1

I have an index to choose elements from one array. But sometimes the index might have repeated entries... in that case I would like to choose the corresponding smaller value. Is it possible?

index = [0,3,5,5]
dist = [1,1,1,3]
arr = np.zeros(6)
arr[index] = dist
print arr

what I get:

[ 1.  0.  0.  1.  0.  3.]

what I would like to get:

[ 1.  0.  0.  1.  0.  1.]

addendum

Actually I have a third array with the (vector) values to be inserted. So the problem is to insert values from values into arr at positions index as in the following. However I want to choose the values corresponding to minimum dist when multiple values have the same index.

index = [0,3,5,5]
dist = [1,1,1,3]
values = np.arange(8).reshape(4,2)
arr = np.zeros((6,2))
arr[index] = values
print arr

I get:

 [[ 0.  1.]
 [ 0.  0.]
 [ 0.  0.]
 [ 2.  3.]
 [ 0.  0.]
 [ 6.  7.]]

I would like to get:

 [[ 0.  1.]
 [ 0.  0.]
 [ 0.  0.]
 [ 2.  3.]
 [ 0.  0.]
 [ 4.  5.]]
Emanuele Paolini
  • 9,912
  • 3
  • 38
  • 64
  • What do you mean by "closest" in your title? Do you want the smallest of the values at a given index, or something else? – askewchan Dec 07 '13 at 15:20
  • I wanted to say "smallest" but by some reason the title was considered invalid by stackoverflow :-( – Emanuele Paolini Dec 07 '13 at 17:33
  • How does `dist` affect the situation in the **addendum**? My interpretation: "for a repeated number in `index`, choose the row in `values` that corresponds with the smallest number in `dist`". Is that correct? If you want the "smallest" value in `values` for the repeated indices, then it's ambiguous (if say the two rows in `values` are `[0, 2]` and `[1, 1]`) – askewchan Dec 09 '13 at 15:36
  • Your interpretation is correct. I want to insert values from `dist` and choose the one whose `dist` is minimum if multiple values have the same `index` – Emanuele Paolini Dec 09 '13 at 19:43
  • You want to insert values from `values` I thought. My solution should do this for 2d `values`, by sorting with respect to `dist`. – askewchan Dec 09 '13 at 20:11

2 Answers2

1

Use groupby in pandas:

import pandas as pd
index = [0,3,5,5]
dist = [1,1,1,3]
s = pd.Series(dist).groupby(index).min()
arr = np.zeros(6)
arr[s.index] = s.values
print arr
HYRY
  • 94,853
  • 25
  • 187
  • 187
1

If index is sorted, then itertools.groupby could be used to group that list.

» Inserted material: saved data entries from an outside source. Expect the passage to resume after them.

//! Contribution records and the derived week grid

use chrono::NaiveDate;
use serde::Serialize;

/// Number of week columns in the graph
pub const WEEKS: usize = 51;

/// Rows per week column (Monday through Sunday)
pub const DAYS_IN_WEEK: usize = 7;

/// One `(date, count)` pair from the fetched map. The date is kept as the raw
/// key string so lookups are exact string matches.
#[derive(Debug, Clone, PartialEq, Eq)]
pub struct ContributionRecord {
    pub date: String,
    pub count: u64,
}

impl ContributionRecord {
    pub fn new(date: impl Into<String>, count: u64) -> Self {
        Self {
            date: date.into(),
            count,
        }
    }
}

/// A populated day in the grid
#[derive(Debug, Clone, Copy, PartialEq, Eq, Serialize)]
pub struct GridCell {
    pub date: NaiveDate,
    pub count: u64,
}

/// One week column; `None` slots are placeholders after today
pub type WeekColumn = [Option<GridCell>; DAYS_IN_WEEK];

/// Week columns, oldest first
pub type Grid = Vec<WeekColumn>;

/// Number of week columns whose first row falls in `key` ("YYYY-MM")
#[derive(Debug, Clone, PartialEq, Eq, Serialize)]
pub struct MonthSpan {
    pub key: String,
    pub columns: usize,
}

np.array([(g[0],min([x[1] for x in g[1]])) for g in 
    itertools.groupby(zip(index,dist),lambda x:x[0])])

produces

array([[0, 1],
       [3, 1],
       [5, 1]])

This is about 8x slower than the version using np.unique. So for N=1000 is similar to the Pandas version (I'm guessing since something is screwy with my Pandas import). For larger N the Pandas version is better. Looks like the Pandas approach has a substantial startup cost, which limits its speed for small N.

hpaulj
  • 221,503
  • 14
  • 230
  • 353